TurboQuant Plus Achieves 22% Decode Speedup Through Sparse V Dequantization, Maintains q8_0 Performance at 4.6x Compression
Key Takeaways
- ▸Sparse V dequantization skips 90%+ of unnecessary attention weight calculations at long context, delivering 22% decode speedup with zero perplexity impact
- ▸4.6x KV cache compression maintained with speed parity to q8_0 baseline (2747 vs 2694 tok/s prefill on M5 Max)
- ▸Fully integrated into llama.cpp with Metal GPU kernels; community-tested across 10+ testers on diverse Apple Silicon and discrete GPU hardware
Summary
TurboQuant Plus, an advanced KV cache compression technique for local LLM inference, has achieved significant performance improvements through sparse V dequantization optimization. The method compresses transformer KV cache 4.6x while maintaining speed parity with standard q8_0 quantization on Apple Silicon, with a novel sparse dequantization approach that skips attention weight calculations below 1e-6 threshold, yielding 22.8% decode speedup at 32K context length. The implementation, now fully integrated into llama.cpp with Metal GPU kernels, demonstrates zero quality loss (perplexity delta of only 1%) and achieves 100% accuracy on NIAH retrieval benchmarks.
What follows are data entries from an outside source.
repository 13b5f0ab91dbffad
use crate::common::*;

use crate::enums::chart_kind::*;
use crate::errors::dashboard_error::*;
use crate::model::{
    chart::chart_spec::*,
    configs::chart_config::*,
    table::{cell::*, data_table::*},
};

#[doc = r#"
    Maps a table and a chart kind to a chart description.

    1. `Scatter`   - `scatter_x` against `scatter_y`, colored by `scatter_color`
    2. `Line`      - `line_x` against `line_y`, one series per (`line_group`, `line_color`) pair
    3. `Surface`   - the `surface_z` columns as a rows x columns value grid
    4. `Histogram` - `histogram_x` split into at most `histogram_bins` equal-width buckets

    # Errors
    * `SchemaMismatch` - a column the kind needs is not in the table
"#]
pub fn create_plot(
    table: &DataTable,
    kind: ChartKind,
    columns: &ChartColumns,
) -> Result<ChartSpec, DashboardError> {
    let spec: ChartSpec = match kind {
        ChartKind::Scatter => ChartSpec::Scatter(scatter_chart(
            table,
            &columns.scatter_x,
            &columns.scatter_y,
            &columns.scatter_color,
            &columns.scatter_hover,
            ColorScale::Default,
        )?),
        ChartKind::Line => ChartSpec::Line(line_chart(
            table,
            &columns.line_x,
            &columns.line_y,
            Some(columns.line_group.as_str()),
            Some(columns.line_color.as_str()),
        )?),
        ChartKind::Surface => ChartSpec::Surface(surface_chart(table, &columns.surface_z)?),
        ChartKind::Histogram => ChartSpec::Histogram(histogram_chart(
            table,
            &columns.histogram_x,
            columns.histogram_bins,
        )?),
    };

    Ok(spec)
}

#[doc = "Same as `create_plot`, but takes the selector label and rejects unknown kinds"]
pub fn create_plot_from_label(
    table: &DataTable,
    label: &str,
    columns: &ChartColumns,
) -> Result<ChartSpec, DashboardError> {
    let kind: ChartKind = label.parse()?;
    create_plot(table, kind, columns)
}

pub fn scatter_chart(
    table: &DataTable,
    x_column: &str,
    y_column: &str,
    color_column: &str,
    hover_columns: &[String],
    color_scale: ColorScale,
) -> Result<ScatterChart, DashboardError> {
    let xs: &[Cell] = table.require_column(x_column)?;
    let ys: &[Cell] = table.require_column(y_column)?;
    let colors: &[Cell] = table.require_column(color_column)?;

    /* hover 컬럼은 존재하는 것만 사용 */
    let hover: Vec<(&String, &[Cell])> = hover_columns
        .iter()
        .filter_map(|name| match table.column(name) {
            Some(cells) => Some((name, cells)),
            None => {
                debug!("[chart_dispatch->scatter_chart] hover column '{}' is absent", name);
                None
            }
        })
        .collect();

    let points: Vec<ScatterPoint> = (0..table.row_count())
        .filter_map(|row| {
            let x: f64 = xs[row].as_f64()?;
            let y: f64 = ys[row].as_f64()?;
            let hover_cells: Vec<Cell> = hover.iter().map(|(_, cells)| cells[row].clone()).collect();

            Some(ScatterPoint::new(x, y, colors[row].as_f64(), hover_cells))
        })
        .collect();

    Ok(ScatterChart::new(
        x_column.to_string(),
        y_column.to_string(),
        color_column.to_string(),
        hover.iter().map(|(name, _)| name.to_string()).collect(),
        color_scale,
        points,
    ))
}

pub fn line_chart(
    table: &DataTable,
    x_column: &str,
    y_column: &str,
    group_column: Option<&str>,
    color_column: Option<&str>,
) -> Result<LineChart, DashboardError> {
    let xs: &[Cell] = table.require_column(x_column)?;
    let ys: &[Cell] = table.require_column(y_column)?;
    let groups: Option<&[Cell]> = group_column.map(|c| table.require_column(c)).transpose()?;
    let colors: Option<&[Cell]> = color_column.map(|c| table.require_column(c)).transpose()?;

    let mut series: IndexMap<(String, String), Vec<(f64, f64)>> = IndexMap::new();

    for row in 0..table.row_count() {
        let (Some(x), Some(y)) = (xs[row].as_f64(), ys[row].as_f64()) else {
            continue;
        };

        let group: String = groups.map(|g| g[row].to_string()).unwrap_or_default();
        let label: String = colors
            .map(|c| c[row].to_string())
            .unwrap_or_else(|| y_column.to_string());

        series.entry((group, label)).or_default().push((x, y));
    }

    Ok(LineChart::new(
        x_column.to_string(),
        y_column.to_string(),
        series
            .into_iter()
            .map(|((group, label), points)| LineSeries::new(group, label, points))
            .collect(),
    ))
}

pub fn surface_chart(
    table: &DataTable,
    z_columns: &[String],
) -> Result<SurfaceChart, DashboardError> {
    if z_columns.is_empty() {
        return Err(DashboardError::InvalidSelection(
            "surface chart needs at least one value column".to_string(),
        ));
    }

    let columns: Vec<&[Cell]> = z_columns
        .iter()
        .map(|name| table.require_column(name))
        .collect::<Result<_, _>>()?;

    let grid: Vec<Vec<f64>> = (0..table.row_count())
        .filter_map(|row| {
            columns
                .iter()
                .map(|cells| cells[row].as_f64())
                .collect::<Option<Vec<f64>>>()
        })
        .collect();

    Ok(SurfaceChart::new(z_columns.to_vec(), grid))
}

pub fn histogram_chart(
    table: &DataTable,
    column: &str,
    nbins: usize,
) -> Result<HistogramChart, DashboardError> {
    let values: Vec<f64> = table
        .require_column(column)?
        .iter()
        .filter_map(Cell::as_f64)
        .collect();

    Ok(HistogramChart::new(column.to_string(), bin_values(&values, nbins)))
}

#[doc = "Equal-width bins over [min, max]; the max value falls into the last bin"]
fn bin_values(values: &[f64], nbins: usize) -> Vec<HistogramBin> {
    let nbins: usize = nbins.max(1);

    let (min, max) = values
        .iter()
        .fold((f64::INFINITY, f64::NEG_INFINITY), |(lo, hi), v| {
            (lo.min(*v), hi.max(*v))
        });

    if values.is_empty() {
        return Vec::new();
    }

    if min == max {
        return vec![HistogramBin::new(min, max, values.len())];
    }

    let width: f64 = (max - min) / nbins as f64;
    let mut counts: Vec<usize> = vec![0; nbins];

    for value in values {
        let idx: usize = (((value - min) / width).floor() as usize).min(nbins - 1);
        counts[idx] += 1;
    }

    counts
        .into_iter()
        .enumerate()
        .map(|(idx, count)| {
            let lower: f64 = min + width * idx as f64;
            let upper: f64 = if idx + 1 == nbins {
                max
            } else {
                min + width * (idx + 1) as f64
            };
            HistogramBin::new(lower, upper, count)
        })
        .collect()
}
pub mod chart_service;
pub mod experiment_service;
pub mod run_poll_service;
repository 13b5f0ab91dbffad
use crate::common::*;

const LOG_DIRECTORY: &str = "logs";
const LOG_BASENAME: &str = "lab_run_dashboard";

#[doc = "Line format shared by the file and stdout writers"]
fn custom_format(
    w: &mut dyn std::io::Write,
    now: &mut DeferredNow,
    record: &Record,
) -> Result<(), std::io::Error> {
    write!(
        w,
        "[{}] [{}] [{}:{}] {}",
        now.format("%Y-%m-%d %H:%M:%S"),
        record.level(),
        record.file().unwrap_or("<unknown>"),
        record.line().unwrap_or(0),
        record.args()
    )
}

#[doc = r#"
    Initializes the global logger.

    The log spec is taken from `RUST_LOG` and falls back to `info`.
    Files go to `logs/`, rotate daily and the ten newest files are kept.
    Every line is duplicated to stdout.

    The returned handle has to stay alive until the program ends, otherwise
    the file writer is flushed and closed early.
"#]
pub fn set_global_logger() -> anyhow::Result<LoggerHandle> {
    let handle: LoggerHandle = Logger::try_with_env_or_str("info")
        .context("[set_global_logger] Invalid log specification")?
        .log_to_file(
            FileSpec::default()
                .directory(LOG_DIRECTORY)
                .basename(LOG_BASENAME),
        )
        .rotate(
            Criterion::Age(Age::Day),
            Naming::Timestamps,
            Cleanup::KeepLogFiles(10),
        )
        .format_for_files(custom_format)
        .format_for_stdout(custom_format)
        .duplicate_to_stdout(Duplicate::All)
        .start()
        .context("[set_global_logger] Failed to start the logger")?;

    Ok(handle)
}
use crate::common::*;

#[doc = r#"
    Reads a TOML file and deserializes it into the requested structure.

    Used for the server configuration (`SERVER_CONFIG_PATH`).

    # Arguments
    * `file_path` - path of the TOML file

    # Returns
    * `Result<T, anyhow::Error>` - the parsed structure

    # Errors
    - the file does not exist or cannot be read
    - the content is not valid TOML or does not match `T`
"#]
pub fn read_toml_from_file<T: DeserializeOwned>(file_path: &str) -> Result<T, anyhow::Error> {
    let toml_content: String = std::fs::read_to_string(file_path)
        .with_context(|| format!("[read_toml_from_file] Failed to read '{}'", file_path))?;
    let toml: T = toml::from_str(&toml_content)
        .with_context(|| format!("[read_toml_from_file] Failed to parse '{}'", file_path))?;

    Ok(toml)
}

#[doc = "Creates the parent directory of `path` if it does not exist yet"]
pub async fn ensure_parent_dir(path: &Path) -> Result<(), anyhow::Error> {
    if let Some(parent) = path.parent() {
        if !parent.as_os_str().is_empty() {
            tokio::fs::create_dir_all(parent).await.with_context(|| {
                format!("[ensure_parent_dir] Failed to create directory {:?}", parent)
            })?;
        }
    }

    Ok(())
}

#[cfg(test)]
mod tests {
    use super::*;

    #[derive(Debug, Deserialize)]
    struct Sample {
        name: String,
        count: u32,
    }

    #[test]
    fn reads_toml_into_struct() {
        let dir = tempfile::tempdir().unwrap();
        let path = dir.path().join("sample.toml");
        std::fs::write(&path, "name = \"runs\"\ncount = 3\n").unwrap();

        let sample: Sample = read_toml_from_file(path.to_str().unwrap()).unwrap();
        assert_eq!(sample.name, "runs");
        assert_eq!(sample.count, 3);
    }

    #[test]
    fn missing_file_is_an_error() {
        let result: anyhow::Result<Sample> = read_toml_from_file("/definitely/not/here.toml");
        assert!(result.is_err());
    }

    #[tokio::test]
    async fn creates_nested_parent_dirs() {
        let dir = tempfile::tempdir().unwrap();
        let target = dir.path().join("charts/live/scatter.png");

        ensure_parent_dir(&target).await.unwrap();
        assert!(dir.path().join("charts/live").is_dir());
    }
}
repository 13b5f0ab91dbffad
use crate::common::*;

use crate::model::table::data_table::*;

#[derive(Debug, Clone, PartialEq, Getters, new)]
#[getset(get = "pub")]
pub struct LoadedDataset {
    run_id: i64,
    table: DataTable,
    parameters: Vec<String>,
}

#[doc = "Splits a comma-separated parameter list, trimming names and dropping empty entries"]
pub fn split_parameter_list(raw: &str) -> Vec<String> {
    raw.split(',')
        .map(str::trim)
        .filter(|name| !name.is_empty())
        .map(str::to_string)
        .collect()
}
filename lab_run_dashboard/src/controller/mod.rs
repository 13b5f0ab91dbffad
pub mod main_controller;
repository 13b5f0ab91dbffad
pub mod chart_spec;
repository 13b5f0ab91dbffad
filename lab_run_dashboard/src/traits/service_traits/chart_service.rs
use crate::common::*;

use crate::model::chart::chart_spec::*;

#[async_trait]
pub trait ChartService: Send + Sync {
    #[doc = "
        Render a chart description and save it as an image file
        # Arguments
        * `title` - Chart title
        * `chart` - What to draw
        * `output_path` - Path where the chart image will be saved
    "]
    async fn render_chart(
        &self,
        title: &str,
        chart: &ChartSpec,
        output_path: &Path,
    ) -> anyhow::Result<()>;
}
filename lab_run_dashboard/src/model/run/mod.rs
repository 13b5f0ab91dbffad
pub mod fetched_batch;
pub mod run_record;
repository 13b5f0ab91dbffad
pub use std::{
    env,
    fmt::{self, Display},
    path::{Path, PathBuf},
    str::FromStr,
    sync::Arc,
};

pub use tokio::time::{Duration, Interval, interval};

pub use anyhow::{Context, anyhow};
pub use async_trait::async_trait;
pub use derive_new::new;
pub use dotenv::dotenv;
pub use getset::Getters;
pub use log::{debug, error, info};
pub use serde::{Deserialize, Serialize, de::DeserializeOwned};
pub use serde_json::Value;
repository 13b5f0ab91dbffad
use crate::common::*;

use crate::model::run::fetched_batch::*;

#[async_trait]
pub trait RunPollService: Send + Sync {
    async fn init_database(&self) -> anyhow::Result<()>;
    #[doc = r#"
        Fetches the runs newer than `last_index`.
        The batch's watermark is the highest id seen, or `last_index` when nothing is new.
        Results are memoized per `last_index` for the cache window.
    "#]
    async fn fetch_live_data(&self, last_index: i64) -> anyhow::Result<FetchedBatch>;
}
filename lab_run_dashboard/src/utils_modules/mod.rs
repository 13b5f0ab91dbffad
pub mod io_utils;
pub mod logger_utils;
pub mod si_format;
pub mod sqlite_utils;
pub mod time_utils;
pub mod traits;
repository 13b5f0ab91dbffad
use crate::common::*;

use crate::utils_modules::time_utils::*;

#[derive(Debug, Clone, PartialEq, Serialize, Deserialize)]
#[serde(untagged)]
pub enum Cell {
    Null,
    Int(i64),
    Float(f64),
    Text(String),
}

impl Cell {
    #[doc = r#"
        Numeric projection used by the chart builders.

        Integers and floats map directly, text is read as a number first and
        then as a timestamp (seconds since the epoch). Null and anything else
        has no projection.
    "#]
    pub fn as_f64(&self) -> Option<f64> {
        match self {
            Cell::Null => None,
            Cell::Int(v) => Some(*v as f64),
            Cell::Float(v) => v.is_finite().then_some(*v),
            Cell::Text(text) => text
                .trim()
                .parse::<f64>()
                .ok()
                .filter(|v| v.is_finite())
                .or_else(|| parse_timestamp_secs(text)),
        }
    }

    #[doc = "Converts a JSON payload value into a cell; nested values are kept as their JSON text"]
    pub fn from_json(value: &Value) -> Cell {
        match value {
            Value::Null => Cell::Null,
            Value::Bool(b) => Cell::Int(i64::from(*b)),
            Value::Number(num) => match num.as_i64() {
                Some(i) => Cell::Int(i),
                None => num.as_f64().map_or(Cell::Null, Cell::Float),
            },
            Value::String(s) => Cell::Text(s.clone()),
            other => Cell::Text(other.to_string()),
        }
    }
}

impl Display for Cell {
    fn fmt(&self, f: &mut fmt::Formatter<'_>) -> fmt::Result {
        match self {
            Cell::Null => write!(f, ""),
            Cell::Int(v) => write!(f, "{}", v),
            Cell::Float(v) => write!(f, "{}", v),
            Cell::Text(s) => write!(f, "{}", s),
        }
    }
}

impl From<i64> for Cell {
    fn from(value: i64) -> Self {
        Cell::Int(value)
    }
}

impl From<f64> for Cell {
    fn from(value: f64) -> Self {
        Cell::Float(value)
    }
}

impl From<&str> for Cell {
    fn from(value: &str) -> Self {
        Cell::Text(value.to_string())
    }
}

impl From<Option<String>> for Cell {
    fn from(value: Option<String>) -> Self {
        value.map_or(Cell::Null, Cell::Text)
    }
}
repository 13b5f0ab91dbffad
use crate::common::*;

use crate::dto::axis_selection::*;
use crate::enums::experiment_chart_kind::*;
use crate::errors::dashboard_error::*;
use crate::model::{
    chart::chart_spec::*,
    experiment::experiment_dataset::*,
    session::{loaded_dataset::*, session_state::*},
};
use crate::service::chart_dispatch::*;
use crate::traits::{
    repository_traits::experiment_source::*, service_traits::experiment_service::*,
};

#[derive(Debug, new)]
pub struct ExperimentServiceImpl<S: ExperimentSource> {
    experiment_source: S,
}

#[async_trait]
impl<S: ExperimentSource> ExperimentService for ExperimentServiceImpl<S> {
    async fn load_experiment(
        &self,
        session: &mut SessionState,
        run_id: i64,
    ) -> anyhow::Result<()> {
        let dataset: ExperimentDataset = self
            .experiment_source
            .load_by_id(run_id)
            .await
            .with_context(|| {
                format!(
                    "[ExperimentServiceImpl->load_experiment] Failed to load run {}",
                    run_id
                )
            })?
            .ok_or(DashboardError::NotFound(run_id))?;

        let parameters: Vec<String> = split_parameter_list(dataset.parameters());

        if parameters.is_empty() {
            return Err(DashboardError::NoParametersAvailable(run_id).into());
        }

        info!("Run {} loaded. Available parameters: {:?}", run_id, parameters);

        session.dataset = Some(LoadedDataset::new(
            run_id,
            dataset.to_table().clone(),
            parameters,
        ));

        Ok(())
    }

    fn build_experiment_chart(
        &self,
        session: &SessionState,
        kind: ExperimentChartKind,
        selection: &AxisSelection,
    ) -> anyhow::Result<ChartSpec> {
        let dataset: &LoadedDataset = session.dataset().ok_or_else(|| {
            DashboardError::InvalidSelection("no dataset loaded".to_string())
        })?;

        selection.validate(
            dataset.parameters(),
            kind == ExperimentChartKind::Heatmap,
        )?;

        let spec: ChartSpec = match kind {
            ExperimentChartKind::Line => ChartSpec::Line(line_chart(
                dataset.table(),
                selection.x(),
                selection.y(),
                None,
                None,
            )?),
            ExperimentChartKind::Heatmap => {
                let color: &str = selection.color().as_deref().ok_or_else(|| {
                    DashboardError::InvalidSelection(
                        "heatmap needs a color parameter".to_string(),
                    )
                })?;

                ChartSpec::Scatter(scatter_chart(
                    dataset.table(),
                    selection.x(),
                    selection.y(),
                    color,
                    &[],
                    ColorScale::Viridis,
                )?)
            }
        };

        Ok(spec)
    }
}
The sparse V dequantization optimization—a three-line kernel change—proves particularly effective at long context lengths where 90%+ of attention weights are negligible, saving approximately half the total dequantization cost. Testing across diverse hardware (Apple M1-M5, RTX 30/40/50 series, AMD 6800/9070) and comprehensive evaluation (511+ Python tests, 14 decode approaches benchmarked) confirm the technique's robustness. The "Plus" designation signals planned post-v1 improvements including adaptive bit allocation, temporal decay compression, and expert-aware MoE optimizations.
- Sparse V optimization is hardware-agnostic; 5% speedup confirmed on standard q8_0, indicating general attention-aware optimization value beyond TurboQuant
Editorial Opinion
TurboQuant Plus represents a pragmatic engineering advancement in local LLM inference, solving the real problem of context-dependent performance degradation through elegant sparse computation rather than algorithmic complexity. The 22% decode improvement at extreme context lengths (32K tokens) addresses a genuine pain point for document processing workflows, and the three-line kernel implementation suggests the optimization could be readily adopted by other quantization schemes. However, the 10% decode penalty at short context and modest 1% perplexity cost indicate this remains a compression-speed tradeoff rather than a pure win—practitioners must validate against their specific use cases.